### Task directions
Your reply must contain exactly the lines running from the one with "pub mod gateway;" to the last line of the entries below, both included, and no other lines.

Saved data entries
--------------------

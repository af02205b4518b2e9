//! Keyboard hint overlay for picking, closing and pinning tabs.
//!
//! The core is host-agnostic: an [`session::OverlayController`] talks to the
//! tab host through [`gateway::HostGateway`] and paints through
//! [`render::OverlayRenderer`]. The `tabhint` binary wires it to a terminal.

pub mod config;
pub mod gateway;
pub mod hints;
pub mod input;
pub mod item;
mod lock;
mod logging;
pub mod pagination;
pub mod render;
pub mod session;
mod telemetry;
pub mod terminal_restore;

pub(crate) use lock::lock_or_recover;
pub use logging::{
    crash_log_path, init_logging, log_debug, log_debug_content, log_file_path, log_panic,
};
pub use telemetry::{init_tracing, tracing_log_path};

--------------------

### Answer to the problem
pub mod gateway;
pub mod hints;
pub mod input;
pub mod item;
mod lock;
mod logging;
pub mod pagination;
pub mod render;
pub mod session;
mod telemetry;
pub mod terminal_restore;

pub(crate) use lock::lock_or_recover;
pub use logging::{
    crash_log_path, init_logging, log_debug, log_debug_content, log_file_path, log_panic,
};
pub use telemetry::{init_tracing, tracing_log_path};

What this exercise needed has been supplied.